» Your objective
Please print the entries below exactly, from the line with "self.sent.lock().unwrap().push(message.content.clone());" through the line with "assert_eq!(sender.count(), 4);", including both of those lines and leaving out all others.
[[ Exercise inputs, beginning ]]
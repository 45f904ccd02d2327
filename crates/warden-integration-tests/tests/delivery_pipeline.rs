//! Integration tests for the delivery pipeline, loaded from a config file.

#![allow(clippy::arithmetic_side_effects)]

use std::path::Path;
use std::sync::Mutex;

use async_trait::async_trait;
use chrono::{DateTime, TimeDelta, Utc};
use warden_audit::{BlockReason, MAX_CONTENT_CHARS, read_entries};
use warden_runtime::{DeliveryOutcome, MessageSender, OutboundMessage, RuntimeError, Warden};

#[derive(Default)]
struct RecordingSender {
    sent: Mutex<Vec<String>>,
}

impl RecordingSender {
    fn count(&self) -> usize {
        self.sent.lock().unwrap().len()
    }
}

#[async_trait]
impl MessageSender for RecordingSender {
    async fn send(&self, message: &OutboundMessage) -> Result<(), String> {
        self.sent.lock().unwrap().push(message.content.clone());
        Ok(())
    }
}

fn load(home: &Path, config: &str) -> Warden {
    std::fs::create_dir_all(home).unwrap();
    std::fs::write(home.join("config.toml"), config).unwrap();
    Warden::load(Some(home)).unwrap()
}

fn t0() -> DateTime<Utc> {
    DateTime::from_timestamp(1_700_000_000, 0).unwrap()
}

const LIMITED: &str = r#"
[vault]
passphrase_env = "WARDEN_IT_PASSPHRASE_UNSET"
mirror_to_memory = false

[delivery]
deny_commands = ["/reset"]

[rate_limits.channels.telegram]
max_per_minute = 3

[rate_limits.channels.telegram.accounts.work]
max_per_minute = 1
overflow = "drop"
"#;

#[tokio::test]
async fn rate_limit_slides_per_minute() {
    let dir = tempfile::tempdir().unwrap();
    let warden = load(dir.path(), LIMITED);
    let sender = RecordingSender::default();
    let msg = OutboundMessage::new("telegram", "alice", "hi");

    for i in 0..3 {
        let now = t0() + TimeDelta::seconds(i);
        assert!(warden.deliver_at(&msg, &sender, now).await.unwrap().is_sent());
    }
    let err = warden
        .deliver_at(&msg, &sender, t0() + TimeDelta::seconds(30))
        .await
        .unwrap_err();
    match err {
        RuntimeError::RateLimited { channel, reason } => {
            assert_eq!(channel, "telegram");
            assert!(reason.contains("3/3"));
        },
        other => panic!("unexpected {other:?}"),
    }

    let later = t0() + TimeDelta::seconds(63);
    assert!(warden.deliver_at(&msg, &sender, later).await.unwrap().is_sent());
    assert_eq!(sender.count(), 4);

    let reasons: Vec<_> = read_entries(&warden.home().audit_log_path())
        .unwrap()
        .into_iter()
        .map(|e| e.block_reason)
        .collect();
    assert_eq!(
        reasons,
        vec![None, None, None, Some(BlockReason::RateLimit), None]
    );
}

#[tokio::test]
async fn account_override_drops_silently() {
    let dir = tempfile::tempdir().unwrap();
    let warden = load(dir.path(), LIMITED);
    let sender = RecordingSender::default();
    let work = OutboundMessage::new("telegram", "bob", "hi").with_account("work");

    assert!(warden.deliver_at(&work, &sender, t0()).await.unwrap().is_sent());
    let outcome = warden.deliver_at(&work, &sender, t0()).await.unwrap();
    assert!(matches!(outcome, DeliveryOutcome::Dropped { .. }));

    // The account bucket is separate from the channel bucket.
    let personal = OutboundMessage::new("telegram", "bob", "hi");
    assert!(warden.deliver_at(&personal, &sender, t0()).await.unwrap().is_sent());
    assert_eq!(sender.count(), 2);
}

#[tokio::test]
async fn denied_command_never_reaches_sender() {
    let dir = tempfile::tempdir().unwrap();
    let warden = load(dir.path(), LIMITED);
    let sender = RecordingSender::default();

    let outcome = warden
        .deliver(&OutboundMessage::new("telegram", "alice", "/reset now"), &sender)
        .await
        .unwrap();
    assert_eq!(outcome.block_reason(), Some(BlockReason::DenyCommands));
    assert_eq!(sender.count(), 0);
}

#[tokio::test]
async fn broken_audit_path_does_not_block_sending() {
    let dir = tempfile::tempdir().unwrap();
    let blocker = dir.path().join("not-a-dir");
    std::fs::write(&blocker, b"file").unwrap();
    let config = format!(
        "[audit]\npath = \"{}\"\n\n[vault]\nmirror_to_memory = false\n",
        blocker.join("outbound.jsonl").display()
    );
    let warden = load(&dir.path().join("home"), &config);
    let sender = RecordingSender::default();

    for _ in 0..2 {
        let outcome = warden
            .deliver(&OutboundMessage::new("telegram", "alice", "hi"), &sender)
            .await
            .unwrap();
        assert!(outcome.is_sent());
    }
    assert_eq!(sender.count(), 2);
}

#[tokio::test]
async fn audit_lines_are_json_and_truncated() {
    let dir = tempfile::tempdir().unwrap();
    let warden = load(dir.path(), "[vault]\nmirror_to_memory = false\n");
    let sender = RecordingSender::default();
    let long = "x".repeat(MAX_CONTENT_CHARS + 500);

    warden
        .deliver(&OutboundMessage::new("telegram", "alice", "short"), &sender)
        .await
        .unwrap();
    warden
        .deliver(&OutboundMessage::new("telegram", "alice", long.clone()), &sender)
        .await
        .unwrap();

    let raw = std::fs::read_to_string(warden.home().audit_log_path()).unwrap();
    let lines: Vec<_> = raw.lines().collect();
    assert_eq!(lines.len(), 2);
    for line in &lines {
        let value: serde_json::Value = serde_json::from_str(line).unwrap();
        assert_eq!(value["channel"], "telegram");
        assert!(value.get("blockReason").is_some());
    }
    let second: serde_json::Value = serde_json::from_str(lines[1]).unwrap();
    assert_eq!(
        second["content"].as_str().unwrap().chars().count(),
        MAX_CONTENT_CHARS
    );

    // The sender still got the full message.
    assert_eq!(sender.sent.lock().unwrap()[1], long);
}

#[tokio::test]
async fn watch_mode_audits_without_sending() {
    let dir = tempfile::tempdir().unwrap();
    let warden = load(
        dir.path(),
        "[delivery]\nwatch_mode = true\n\n[vault]\nmirror_to_memory = false\n",
    );
    let sender = RecordingSender::default();

    let outcome = warden
        .deliver(&OutboundMessage::new("telegram", "alice", "hi").with_session("s"), &sender)
        .await
        .unwrap();
    assert_eq!(outcome.block_reason(), Some(BlockReason::WatchMode));
    assert_eq!(sender.count(), 0);

    let entries = read_entries(&warden.home().audit_log_path()).unwrap();
    assert_eq!(entries.len(), 1);
    assert!(entries[0].blocked);
    assert_eq!(entries[0].session_id.as_deref(), Some("s"));
}

#[test]
fn invalid_config_is_rejected() {
    let dir = tempfile::tempdir().unwrap();
    std::fs::write(dir.path().join("config.toml"), "[totp]\nwindow_minutes = 0\n").unwrap();
    let err = Warden::load(Some(dir.path())).unwrap_err();
    assert!(matches!(err, RuntimeError::ConfigError(_)));
}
[[ Exercise inputs, end ]]
» Answer section
        self.sent.lock().unwrap().push(message.content.clone());
        Ok(())
    }
}

fn load(home: &Path, config: &str) -> Warden {
    std::fs::create_dir_all(home).unwrap();
    std::fs::write(home.join("config.toml"), config).unwrap();
    Warden::load(Some(home)).unwrap()
}

fn t0() -> DateTime<Utc> {
    DateTime::from_timestamp(1_700_000_000, 0).unwrap()
}

const LIMITED: &str = r#"
[vault]
passphrase_env = "WARDEN_IT_PASSPHRASE_UNSET"
mirror_to_memory = false

[delivery]
deny_commands = ["/reset"]

[rate_limits.channels.telegram]
max_per_minute = 3

[rate_limits.channels.telegram.accounts.work]
max_per_minute = 1
overflow = "drop"
"#;

#[tokio::test]
async fn rate_limit_slides_per_minute() {
    let dir = tempfile::tempdir().unwrap();
    let warden = load(dir.path(), LIMITED);
    let sender = RecordingSender::default();
    let msg = OutboundMessage::new("telegram", "alice", "hi");

    for i in 0..3 {
        let now = t0() + TimeDelta::seconds(i);
        assert!(warden.deliver_at(&msg, &sender, now).await.unwrap().is_sent());
    }
    let err = warden
        .deliver_at(&msg, &sender, t0() + TimeDelta::seconds(30))
        .await
        .unwrap_err();
    match err {
        RuntimeError::RateLimited { channel, reason } => {
            assert_eq!(channel, "telegram");
            assert!(reason.contains("3/3"));
        },
        other => panic!("unexpected {other:?}"),
    }

    let later = t0() + TimeDelta::seconds(63);
    assert!(warden.deliver_at(&msg, &sender, later).await.unwrap().is_sent());
    assert_eq!(sender.count(), 4);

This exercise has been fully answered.